I am 34 weeks pregnant and in a nutshell stressed with full time teaching, commute of two to two and a half hours a day, lack of sleep and living in a new area with no friends locally. Moved to area so my partner was near his work. He next door to his office and could work from home. He has own business and rents office. Lately, it feels like anger is getting the better of me and in trying to make him understand I need a little more support I am pushing him away.
He goes out twice a week but takes risk drink driving at times and will pick me up after. Claims two/three is ok. This has led to a huge row as repeated often.
I am doing all the cleaning and if I don't nothing gets done. I get upset as I get up at 5am to get bits done before my 6.50am train. He will lie in till last minute.
Weekends have been filled with football and drinks for him and he promised at this stage he would prioritise me more. It came to a head last weekend and I moved out for few days and went to a friend. I came back, we talked etc. This weekend and I did tell him to make plans and be somewhere else if possible. However, we did speak and resolved stuff so I asked him to stay as weekends left are precious but he had made a plan to go put to a football game three hours away and spend night there. I got upset as knew this was yes another day of drinking and asked if he could change the plan. Spend Time with me. I do not want to be controlling and he has been out 3pm to 10pm Thursday on a day drinking session with a mate so I did not feel like he had not had his one night out etc. I accept he needs this once a week and I cannot change him.
Now I am left feeling guilty as I got so upset and very angry. I should be worrying about the baby and not this nonsense. We have talked and I have explained I am struggling now and feeling very tired and work has been too much.
I love him lots and so feel I have maybe had too higher expectations and been difficult at times and am a bit of a perfectionist. I don't want to be unreasonable and for him to feel like I am controlling him but for me the pub is ot of interest. I have gone many times with him over the pregnancy though and in 1st trimester stayed out till 2am even though I wad shattered. I have done little mini pub crawls when we have been away too and drunk pop and played pool and had fun! I enjoy it and not been a problem but hve wanted a bit of compromise and he has come home a few times since we lived together so drunk, he throws up and on a school night too when I am up at 5.30am next day.

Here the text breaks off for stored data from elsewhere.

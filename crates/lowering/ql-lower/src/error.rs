//! Lowering errors

use ql_ir::DuplicateName;
use thiserror::Error;

/// The first problem found while lowering a module
#[derive(Debug, Clone, PartialEq, Eq, Error)]
pub enum LowerError {
    /// A name did not resolve to any visible definition
    #[error("name not found: {0}")]
    NameNotFound(String),

    /// A name was defined twice in one namespace
    #[error("duplicate definition: {0}")]
    DuplicateDefinition(String),

    /// A name breaks the naming convention for its kind
    #[error("invalid name `{name}`: {reason}")]
    InvalidName {
        /// Offending name
        name: String,
        /// Which rule it broke
        reason: &'static str,
    },

    /// A value has the wrong type for its position
    #[error("type mismatch: expected {expected}, found {found}")]
    TypeMismatch {
        /// Required type
        expected: String,
        /// Derived type
        found: String,
    },

    /// The operand types are valid together but the operator is not
    #[error("unsupported operator `{operator}` for {operand}")]
    UnsupportedOperator {
        /// Operator spelling
        operator: String,
        /// Operand type(s)
        operand: String,
    },

    /// Indexing into something that cannot be indexed
    #[error("cannot index into {ty}")]
    InvalidLookup {
        /// Receiver type
        ty: String,
    },

    /// Method call on a model that has no such method
    #[error("model {model} has no method {method}")]
    UnknownMethod {
        /// Receiver model
        model: String,
        /// Requested method
        method: String,
    },

    /// Container literal whose element types disagree or cannot be inferred
    #[error("cannot infer literal type: {0}")]
    HeterogeneousLiteral(String),

    /// `if` / `for` condition that is not a boolean
    #[error("condition must be bool, found {found}")]
    ConditionNotBoolean {
        /// Derived condition type
        found: String,
    },

    /// Returned value does not match the declared return type
    #[error("return type mismatch: expected {expected}, found {found}")]
    ReturnTypeMismatch {
        /// Declared return type
        expected: String,
        /// Returned type
        found: String,
    },

    /// Non-void body whose last statement is not a return
    #[error("missing return at end of {0}")]
    MissingTerminalReturn(String),

    /// The lowerer reached a state the tree shape should rule out
    #[error("structural error: {0}")]
    StructuralError(String),

    /// Constant initializer that is not statically evaluable
    #[error("constant {0} must be built from literals and earlier constants")]
    InvalidConstant(String),

    /// `null` where no type can be inferred for it
    #[error("null is only allowed where its type is known")]
    InvalidNull,

    /// Assignment to something that cannot be assigned
    #[error("cannot assign to {0}")]
    InvalidAssignment(String),

    /// Call with the wrong number of arguments
    #[error("{function} expects {expected} arguments, found {found}")]
    ArgumentCountMismatch {
        /// Callee name
        function: String,
        /// Declared parameter count
        expected: usize,
        /// Supplied argument count
        found: usize,
    },

    /// `self` outside a method or override
    #[error("self used outside of a model")]
    SelfOutsideModel,

    /// `break` / `continue` outside a loop
    #[error("loop control outside of a loop")]
    LoopControlOutsideLoop,
}

/// Fieldless discriminant of [`LowerError`]
#[derive(Debug, Clone, Copy, PartialEq, Eq, Hash)]
#[allow(missing_docs, reason = "variants mirror LowerError one to one")]
pub enum ErrorKind {
    NameNotFound,
    DuplicateDefinition,
    InvalidName,
    TypeMismatch,
    UnsupportedOperator,
    InvalidLookup,
    UnknownMethod,
    HeterogeneousLiteral,
    ConditionNotBoolean,
    ReturnTypeMismatch,
    MissingTerminalReturn,
    StructuralError,
    InvalidConstant,
    InvalidNull,
    InvalidAssignment,
    ArgumentCountMismatch,
    SelfOutsideModel,
    LoopControlOutsideLoop,
}

impl LowerError {
    /// Which kind of error this is
    #[must_use]
    pub fn kind(&self) -> ErrorKind {
        match self {
            Self::NameNotFound(_) => ErrorKind::NameNotFound,
            Self::DuplicateDefinition(_) => ErrorKind::DuplicateDefinition,
            Self::InvalidName { .. } => ErrorKind::InvalidName,
            Self::TypeMismatch { .. } => ErrorKind::TypeMismatch,
            Self::UnsupportedOperator { .. } => ErrorKind::UnsupportedOperator,
            Self::InvalidLookup { .. } => ErrorKind::InvalidLookup,
            Self::UnknownMethod { .. } => ErrorKind::UnknownMethod,
            Self::HeterogeneousLiteral(_) => ErrorKind::HeterogeneousLiteral,
            Self::ConditionNotBoolean { .. } => ErrorKind::ConditionNotBoolean,
            Self::ReturnTypeMismatch { .. } => ErrorKind::ReturnTypeMismatch,
            Self::MissingTerminalReturn(_) => ErrorKind::MissingTerminalReturn,
            Self::StructuralError(_) => ErrorKind::StructuralError,
            Self::InvalidConstant(_) => ErrorKind::InvalidConstant,
            Self::InvalidNull => ErrorKind::InvalidNull,
            Self::InvalidAssignment(_) => ErrorKind::InvalidAssignment,
            Self::ArgumentCountMismatch { .. } => ErrorKind::ArgumentCountMismatch,
            Self::SelfOutsideModel => ErrorKind::SelfOutsideModel,
            Self::LoopControlOutsideLoop => ErrorKind::LoopControlOutsideLoop,
        }
    }

    pub(crate) fn mismatch(expected: impl Into<String>, found: impl Into<String>) -> Self {
        Self::TypeMismatch {
            expected: expected.into(),
            found: found.into(),
        }
    }
}

impl From<DuplicateName> for LowerError {
    fn from(err: DuplicateName) -> Self {
        Self::DuplicateDefinition(err.0)
    }
}

/// Result alias for lowering
pub type LowerResult<T> = Result<T, LowerError>;
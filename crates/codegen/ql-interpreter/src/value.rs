//! Runtime value representation

#![allow(
    clippy::min_ident_chars,
    reason = "Short identifiers like i, c, b, s are conventional in value implementations"
)]

use ql_ir::ModelId;
use std::cell::RefCell;
use std::fmt;
use std::rc::Rc;

/// Shared, mutable element storage for lists and sets
pub type Items = Rc<RefCell<Vec<Value>>>;

/// Shared, mutable entry storage for maps, kept in insertion order
pub type Entries = Rc<RefCell<Vec<(Value, Value)>>>;

/// A model instance
///
/// Instances have reference semantics: copies of a [`Value::Instance`]
/// alias the same fields.
#[derive(Debug, PartialEq)]
pub struct Instance {
    /// Instantiated model
    pub model: ModelId,
    /// Model name, kept for display
    pub name: String,
    /// Field values, in declaration order
    pub fields: RefCell<Vec<Value>>,
}

/// Runtime value
///
/// The derived `PartialEq` is structural and meant for inspecting
/// results; program-level `==` goes through the interpreter so equality
/// overrides are honoured.
#[derive(Debug, Clone, PartialEq)]
pub enum Value {
    /// Result of a void call
    Void,
    /// The null model reference
    Null,
    /// Boolean value
    Bool(bool),
    /// Integer value (i64)
    Int(i64),
    /// Rune value
    Rune(char),
    /// String value
    String(String),
    /// List value
    List(Items),
    /// Set value, no two elements equal
    Set(Items),
    /// Map value, no two keys equal
    Map(Entries),
    /// Model instance
    Instance(Rc<Instance>),
}

impl Value {
    /// Build a list value
    #[must_use]
    pub fn list(items: Vec<Self>) -> Self {
        Self::List(Rc::new(RefCell::new(items)))
    }

    /// Build a set value from already distinct elements
    #[must_use]
    pub fn set(items: Vec<Self>) -> Self {
        Self::Set(Rc::new(RefCell::new(items)))
    }

    /// Build a map value from entries with distinct keys
    #[must_use]
    pub fn map(entries: Vec<(Self, Self)>) -> Self {
        Self::Map(Rc::new(RefCell::new(entries)))
    }

    /// Get the value as a boolean, if possible
    #[must_use]
    pub fn as_bool(&self) -> Option<bool> {
        match self {
            Self::Bool(b) => Some(*b),
            _ => None,
        }
    }

    /// Get the value as an integer, if possible
    #[must_use]
    pub fn as_int(&self) -> Option<i64> {
        match self {
            Self::Int(i) => Some(*i),
            _ => None,
        }
    }

    /// Get the value as a rune, if possible
    #[must_use]
    pub fn as_rune(&self) -> Option<char> {
        match self {
            Self::Rune(c) => Some(*c),
            _ => None,
        }
    }

    /// Get the value as a string slice, if possible
    #[must_use]
    pub fn as_str(&self) -> Option<&str> {
        match self {
            Self::String(s) => Some(s),
            _ => None,
        }
    }

    /// Short name of the value's runtime kind
    #[must_use]
    pub fn kind(&self) -> &'static str {
        match self {
            Self::Void => "void",
            Self::Null => "null",
            Self::Bool(_) => "bool",
            Self::Int(_) => "int",
            Self::Rune(_) => "rune",
            Self::String(_) => "string",
            Self::List(_) => "list",
            Self::Set(_) => "set",
            Self::Map(_) => "map",
            Self::Instance(_) => "instance",
        }
    }
}

fn write_joined(f: &mut fmt::Formatter<'_>, items: &[Value]) -> fmt::Result {
    for (i, item) in items.iter().enumerate() {
        if i > 0 {
            write!(f, ", ")?;
        }
        write!(f, "{item}")?;
    }
    Ok(())
}

impl fmt::Display for Value {
    fn fmt(&self, f: &mut fmt::Formatter<'_>) -> fmt::Result {
        match self {
            Self::Void => write!(f, "void"),
            Self::Null => write!(f, "null"),
            Self::Bool(b) => write!(f, "{b}"),
            Self::Int(i) => write!(f, "{i}"),
            Self::Rune(c) => write!(f, "{c:?}"),
            Self::String(s) => write!(f, "{s:?}"),
            Self::List(items) => {
                write!(f, "[")?;
                write_joined(f, &items.borrow())?;
                write!(f, "]")
            }
            Self::Set(items) => {
                write!(f, "set{{")?;
                write_joined(f, &items.borrow())?;
                write!(f, "}}")
            }
            Self::Map(entries) => {
                write!(f, "{{")?;
                for (i, (key, value)) in entries.borrow().iter().enumerate() {
                    if i > 0 {
                        write!(f, ", ")?;
                    }
                    write!(f, "{key}: {value}")?;
                }
                write!(f, "}}")
            }
            Self::Instance(instance) => {
                write!(f, "{} {{ ", instance.name)?;
                write_joined(f, &instance.fields.borrow())?;
                write!(f, " }}")
            }
        }
    }
}

#[cfg(test)]
mod tests {
    use super::*;

    #[test]
    fn test_display() {
        assert_eq!(Value::Int(-3).to_string(), "-3");
        assert_eq!(Value::Rune('a').to_string(), "'a'");
        assert_eq!(Value::String("hi".to_string()).to_string(), "\"hi\"");
        assert_eq!(
            Value::list(vec![Value::Int(1), Value::Int(2)]).to_string(),
            "[1, 2]"
        );
        assert_eq!(Value::set(vec![Value::Bool(true)]).to_string(), "set{true}");
        assert_eq!(
            Value::map(vec![(Value::String("a".to_string()), Value::Int(1))]).to_string(),
            "{\"a\": 1}"
        );
    }

    #[test]
    fn test_containers_alias() {
        let list = Value::list(vec![]);
        let alias = list.clone();
        if let Value::List(items) = &alias {
            items.borrow_mut().push(Value::Int(7));
        }
        assert_eq!(list, Value::list(vec![Value::Int(7)]));
    }

    #[test]
    fn test_accessors() {
        assert_eq!(Value::Bool(true).as_bool(), Some(true));
        assert_eq!(Value::Int(4).as_int(), Some(4));
        assert_eq!(Value::Int(4).as_bool(), None);
        assert_eq!(Value::String("x".to_string()).as_str(), Some("x"));
        assert_eq!(Value::Null.kind(), "null");
    }
}
//! FIFO queue of work postponed until every sibling signature exists

use crate::scope::ScopeStack;
use ql_ir::{FunctionId, ModelId};
use std::collections::VecDeque;
use std::fmt;

/// A subtree left for later, borrowing the syntax it will lower
#[derive(Debug, Clone, Copy)]
pub enum Continuation<'syn> {
    /// Body of a free function
    FunctionBody {
        /// Function whose block is filled in
        function: FunctionId,
        /// Syntax of the body
        block: &'syn ql_syntax::Block,
    },
    /// Dispatch of a model's method bodies and overrides
    ModelBody {
        /// The model
        model: ModelId,
        /// Syntax of the model
        syntax: &'syn ql_syntax::ModelDef,
    },
    /// Body of a method
    MethodBody {
        /// Method whose block is filled in
        function: FunctionId,
        /// Syntax of the body
        block: &'syn ql_syntax::Block,
    },
    /// Body of an equality override
    EqualOverride {
        /// Owning model
        model: ModelId,
        /// Syntax of the body
        block: &'syn ql_syntax::Block,
    },
    /// Body of a hash override
    HashOverride {
        /// Owning model
        model: ModelId,
        /// Syntax of the body
        block: &'syn ql_syntax::Block,
    },
}

impl fmt::Display for Continuation<'_> {
    fn fmt(&self, f: &mut fmt::Formatter<'_>) -> fmt::Result {
        match self {
            Self::FunctionBody { function, .. } => write!(f, "function body {function:?}"),
            Self::ModelBody { syntax, .. } => write!(f, "model body {}", syntax.name),
            Self::MethodBody { function, .. } => write!(f, "method body {function:?}"),
            Self::EqualOverride { model, .. } => write!(f, "equality override {model:?}"),
            Self::HashOverride { model, .. } => write!(f, "hash override {model:?}"),
        }
    }
}

/// A continuation plus the scope it was captured in
#[derive(Debug, Clone)]
pub struct Deferred<'syn> {
    /// Owned snapshot of the stack at enqueue time
    pub scope: ScopeStack,
    /// What to lower once the scope is restored
    pub work: Continuation<'syn>,
}

/// Strict FIFO of deferred work
#[derive(Debug, Default)]
pub struct DeferredQueue<'syn> {
    items: VecDeque<Deferred<'syn>>,
    executed: usize,
}

impl<'syn> DeferredQueue<'syn> {
    /// Create an empty queue
    #[must_use]
    pub fn new() -> Self {
        Self {
            items: VecDeque::new(),
            executed: 0,
        }
    }

    /// Append work captured in `scope`
    pub fn enqueue(&mut self, scope: ScopeStack, work: Continuation<'syn>) {
        self.items.push_back(Deferred { scope, work });
    }

    /// Take the oldest item
    pub fn dequeue(&mut self) -> Option<Deferred<'syn>> {
        let item = self.items.pop_front()?;
        self.executed += 1;
        Some(item)
    }

    /// Items waiting
    #[must_use]
    pub fn len(&self) -> usize {
        self.items.len()
    }

    /// Whether nothing is waiting
    #[must_use]
    pub fn is_empty(&self) -> bool {
        self.items.is_empty()
    }

    /// Items handed out so far
    #[must_use]
    pub fn executed(&self) -> usize {
        self.executed
    }
}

I am worried I am losing my mind and when he calls me angry and emotional nd crazy it hurts as I feel like I am.being pushed. I spent four days away and was so relaxed and work felt like a doddle. My friend cooked dinners and I could trust feel rested.
It has upset me that I moved close so.he could be closer to work but when I find out he has been out drinking mid week on a number of occasions and I do.nkt get back until 7 or 8pm if there are parent meetings or an event, and he picks me up after having beers from 4pm , I do feel anger as he denies it or says I am controlling.
We have spoken and I think he will make changes and I know I need to stop working so much, be clamer in how I express things and try to not be quite as hard on him as this was unplanned even though we are happy now about it. I am.dleighted but have felt the arguments are ruining what should be a special time.